ATLANTA – The Carolina Panthers plan to be “very aggressive” in free agency this year in an effort to improve a team that finished with a league-worst 2-14 record last season, owner Jerry Richardson said Thursday night at the NFL owners meetings.
That, Richardson said, includes not only signing his team’s own free agents but those from other teams.
“First we want to be very aggressive and (general manager) Marty Hurney and his team have a plan and when we get the green light we will be going wide open,” Richardson said. “We’re going to concentrate on our own (free agents) first.
“(But) we’re going to be aggressive. We are prepared to do what it takes to put the best team together as quickly as we can.”

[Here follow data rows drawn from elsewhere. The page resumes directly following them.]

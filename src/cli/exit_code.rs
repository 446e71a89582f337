use super::ExitStatus;
use super::commands::CommandResult;

pub fn exit_status_from_result(result: &CommandResult) -> ExitStatus {
    if result.error_count > 0 {
        ExitStatus::Failure
    } else {
        ExitStatus::Success
    }
}
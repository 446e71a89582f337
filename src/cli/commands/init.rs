use std::{fs, path::Path};

use anyhow::{Context, Result, bail};

use super::helper::finish;
use super::{CommandResult, CommandSummary, InitSummary};
use crate::config::{CONFIG_FILE_NAME, default_config_json};

pub fn init() -> Result<CommandResult> {
    init_in(Path::new("."))
}

/// Write a default config file into `dir`. Never overwrites.
pub fn init_in(dir: &Path) -> Result<CommandResult> {
    let config_path = dir.join(CONFIG_FILE_NAME);

    if config_path.exists() {
        bail!("{} already exists", CONFIG_FILE_NAME);
    }

    fs::write(&config_path, default_config_json()?)
        .with_context(|| format!("Failed to write file: {}", config_path.display()))?;

    Ok(finish(CommandSummary::Init(InitSummary { created: true })))
}
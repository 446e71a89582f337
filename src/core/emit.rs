//! Serialization of merge results into generated message files.
//!
//! A standard file is a header, one definition per source key, then the
//! synonym alias block. A supplemental section is appended to an existing
//! file and carries definitions only.

use std::{
    fs::{self, OpenOptions},
    io::Write,
    path::{Path, PathBuf},
};

use anyhow::{Context, Result};

use super::{EntryStatus, MergeResult, MergedEntry};

/// Marker appended to definitions that fell back to the source value.
pub const UNTRANSLATED_MARKER: &str = "  // untranslated";

/// Naming of the generated files.
#[derive(Debug, Clone, PartialEq, Eq)]
pub struct OutputFormat {
    /// Object path that owns every message, e.g. `Blockly.Msg`.
    pub namespace: String,
    /// Extension of generated files, without the dot.
    pub extension: String,
    /// Label of the supplemental section comment.
    pub supplement_label: String,
}

impl Default for OutputFormat {
    fn default() -> Self {
        Self {
            namespace: "Blockly.Msg".to_string(),
            extension: "js".to_string(),
            supplement_label: "Ardublockly".to_string(),
        }
    }
}

impl OutputFormat {
    /// `<output_dir>/<language>.<extension>`
    pub fn output_path(&self, output_dir: &Path, language: &str) -> PathBuf {
        output_dir.join(format!("{}.{}", language, self.extension))
    }

    /// Module boilerplate naming the language module. Hyphens in the language
    /// code become `.` so the module name stays a valid object path.
    pub fn header(&self, language: &str) -> String {
        format!(
            "// This file was automatically generated.  Do not modify.\n\
             \n\
             'use strict';\n\
             \n\
             goog.provide('{ns}.{module}');\n\
             \n\
             goog.require('{ns}');\n\
             \n",
            ns = self.namespace,
            module = language.replace('-', "."),
        )
    }

    pub fn supplement_header(&self) -> String {
        format!("\n\n// {} strings\n", self.supplement_label)
    }

    pub fn definition_line(&self, entry: &MergedEntry) -> String {
        let marker = match entry.status {
            EntryStatus::Translated => "",
            EntryStatus::Untranslated => UNTRANSLATED_MARKER,
        };
        format!(
            "{}.{} = \"{}\";{}\n",
            self.namespace,
            entry.key,
            escape_string_literal(&entry.value),
            marker
        )
    }

    fn definitions(&self, merged: &MergeResult) -> String {
        merged
            .entries
            .iter()
            .map(|entry| self.definition_line(entry))
            .collect()
    }

    /// Full contents of a standard message file.
    pub fn render_message_file(
        &self,
        language: &str,
        merged: &MergeResult,
        alias_block: &str,
    ) -> String {
        let mut out = self.header(language);
        out.push_str(&self.definitions(merged));
        out.push_str(alias_block);
        out
    }

    /// Section appended to an existing file in supplemental mode.
    pub fn render_supplement(&self, merged: &MergeResult) -> String {
        let mut out = self.supplement_header();
        out.push_str(&self.definitions(merged));
        out
    }
}

/// Escape a value for a double-quoted literal.
///
/// Backslashes are doubled before quotes are escaped, so the literal always
/// decodes back to `value`.
pub fn escape_string_literal(value: &str) -> String {
    value.replace('\\', "\\\\").replace('"', "\\\"")
}

/// Create or truncate `path` with `contents`. The parent directory must exist.
pub fn write_message_file(path: &Path, contents: &str) -> Result<()> {
    fs::write(path, contents)
        .with_context(|| format!("Failed to write file: {}", path.display()))
}

/// Append `contents` to an already generated file. Never creates the file.
pub fn append_supplement(path: &Path, contents: &str) -> Result<()> {
    let mut file = OpenOptions::new()
        .append(true)
        .open(path)
        .with_context(|| format!("Failed to open generated file for append: {}", path.display()))?;
    file.write_all(contents.as_bytes())
        .with_context(|| format!("Failed to append to file: {}", path.display()))?;
    Ok(())
}
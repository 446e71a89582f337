use crate::core::{CompileMode, SkipReason, WriteAction};
use crate::issues::Issue;

#[derive(Debug)]
pub enum CommandSummary {
    Compile(CompileSummary),
    Init(InitSummary),
}

#[derive(Debug)]
pub struct CompileSummary {
    pub mode: CompileMode,
    pub source_lang: String,
    /// Source catalog path as displayed to the user.
    pub source_file: String,
    pub source_key_count: usize,
    pub targets: Vec<TargetSummary>,
    pub skipped: Vec<SkippedInput>,
    /// Input patterns that matched no file.
    pub unmatched: Vec<String>,
}

impl CompileSummary {
    pub fn written_count(&self) -> usize {
        self.targets
            .iter()
            .filter(|t| matches!(t.status, TargetStatus::Written { .. }))
            .count()
    }

    pub fn failed_count(&self) -> usize {
        self.targets
            .iter()
            .filter(|t| matches!(t.status, TargetStatus::Failed))
            .count()
    }
}

/// Outcome of one target, with the issues it raised.
#[derive(Debug)]
pub struct TargetSummary {
    pub language: String,
    pub catalog_path: String,
    pub output_path: String,
    pub status: TargetStatus,
    pub issues: Vec<Issue>,
}

#[derive(Debug, Clone, Copy, PartialEq, Eq)]
pub enum TargetStatus {
    Written {
        action: WriteAction,
        translated: usize,
        untranslated: usize,
    },
    Failed,
}

#[derive(Debug)]
pub struct SkippedInput {
    pub path: String,
    pub reason: SkipReason,
}

#[derive(Debug)]
pub struct InitSummary {
    pub created: bool,
}

/// Result of running msgc commands
#[derive(Debug)]
pub struct CommandResult {
    pub summary: CommandSummary,
    /// Failed targets. Any error makes the run exit with code 1.
    pub error_count: usize,
    pub warning_count: usize,
}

The Panthers have several players whose contracts are up including running back DeAngelo Williams, defensive end Charles Johnson, linebackers Thomas Davis and James Anderson, quarterback Matt Moore, cornerback Richard Marshall and tight end Dante Rosario.
Whether or not things ever get to free agency remains up to the players and whether they decide to approve the new CBA, although there's no guarantee that will happen.
The players didn't vote on the new CBA last night and until they do everything remains status quo. If they do approve the deal, teams will be free to re-sign their own free agents and their draft picks Saturday and then sign unrestricted free agents from other teams on Wednesday.
Richardson also said the team doesn’t expect to have any trouble signing No. 1 draft pick Cam Newton.
Newton won’t make nearly as much as last year’s No. 1 pick Sam Bradford did under the new proposed CBA, but Richardson said money will be shuffled to proven veteran players.
“We want to pay the money to the proven veteran players,” Richardson said. “The rookies, 50 percent of them, don’t make it. And it’s more efficient to spend the money (on the veteran players). The money doesn’t flow through the owners, it flows through to the veteran players for redistribution.”
As for how things will work out with star receiver Steve Smith, Richardson said he doesn’t know because he’s not spoken with Smith during the lockout.
“I have no idea,” Richardson said. “I love Steve, but I will be honest with you, Steve has not been in the forefront of my mind.”
Richardson was one of four owners at the press conference Thursday night which announced a new 10-year collective bargaining agreement, albeit one that still has to be approved by the players.
Commissioner Roger Goodell and other owners praised Richardson for his hard work saying he did “an extraordinary job.”
“As a former player I think he understands the players’ perspectives and he listens well,” Goodell said. “We would not be here today without his leadership."
Added Giants owner John Mara: “He kept us in line. When some of us would start to disagree or want to go home, he kept us in line. Everybody on our committee respects him so much.”
Richardson, a heart transplant recipient, said the process that began back in May of 2008 has been “draining” on him.
He often called or fielded more than 35 phone calls a day from other owners and worked seven days a week, constantly updating them on negotiations. He almost always did that on a one-on-one basis rather than a conference call because that's his style. He views each owner as equally important.
“I can truthfully say a day didn’t pass that I haven’t thought about this with the exception of the time when I was thinking about something else and that was just making it to the next day,” Richardson said. “But I would literally think about it almost constantly and that is wearing. I don’t know when I will sleep again. I can’t remember when I haven’t looked over at my clock and seen 3 a.m. or 4 a.m. or 5 a.m. But it was very draining.”
He said he probably won’t sleep well until the players approve a deal, recertify as a union and report to training camp.
He said he can’t imagine the players not doing so.
“I think they have a real incentive,” Richardson said. “I can’t imagine why we’ve been negotiating so hard and they have received so many things that they thought were important. I can’t imagine why they would not (agree to the deal).”